Стояла поздняя осень. Подчас, намокнув под моросившим дождем, наша одежда просушивалась на нас в течение ночи, так как спали мы не раздеваясь… Какое блаженство иметь над головой крышу, иметь свой угол, куда можно прийти и откуда тебя никто не выгонит…
День, когда мы покидали Москву, был холодным и дождливым. Низко над городом нависли тяжелые свинцовые тучи. Дождь моросил безостановочно. Я старалась казаться спокойной, но в сердце у меня, словно этот дождь, лились невидимые слезы… я любила Москву. И хотя я сознавала, что мы получим, может быть, и временный, но кров, хотя я понимала, что Рублево было единственным выходом, мне жаль было покидать Москву. Кроме того, перед отъездом в Рублево я пережила большую трагедию. Как-то на улицах Москвы я совершенно неожиданно встретила Константина Николаевича Игумнова, который сам остановил меня и был со мной очень ласков.
— Я преподаю в консерватории, — сказал он мне, — подавайте заявление, я возьму вас в мой класс по роялю. Через два года окончите, будет у вас верный кусок хлеба.
Мой преподаватель музыки, ныне профессор Московской консерватории Василий Николаевич Аргамаков, с которым я занималась все детство и отрочество, был другом Игумнова, а сам Игумнов был нашим музыкальным профессором и ежегодно проводил оценку и экзамены наших музыкальных знаний. По музыке я успевала неплохо: каждый год переходила с наградами и ежегодно выступала на музыкальных вечерах. В 1917 году я получила сборник пьес «12 месяцев» П. И. Чайковского в красном кожаном переплете, тисненном золотом, с выгравированными моими инициалами. На первом листе сборника был вклеен напечатанный бланк за подписью педагогов и самого Игумнова: «За отличные успехи по музыке».

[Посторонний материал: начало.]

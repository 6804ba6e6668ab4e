//! Bridge core: the process-wide broker connection

pub mod manager;

pub use manager::ConnectionManager;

Встретив меня на улице, добрейший Константин Николаевич хотел сделать для меня все, что только было в его силах.
— Но, Константин Николаевич, — с грустью ответила я, — как я могу поступить в консерваторию, если мне негде жить. Нас с мамой отовсюду выселили…
— И это как-нибудь поправим, — улыбнулся Игумнов. — Попробуем определить вас на стипендию и устроить в общежитие. Поступающих у нас очень много, а на старших отделениях есть свободные вакансии. Подавайте заявление завтра же…
И, окрыленная радужными надеждами, я немедленно подала заявление, на котором К. Н. Игумнов сам сделал пометку о согласии принять меня в свой класс. Дорогой Константин Николаевич сделал это для меня вовсе не потому, что я была талантлива (я была просто способна), а по доброте своего необъятного благородного сердца. Никогда мне не забыть его необыкновенно высокую, сухую, ломкую фигуру, его лицо египтянина цвета древнего папируса и глаза, в которых светилась извечная мудрость и которые иногда вспыхивали добрым, не причиняющим зла людям, остроумием.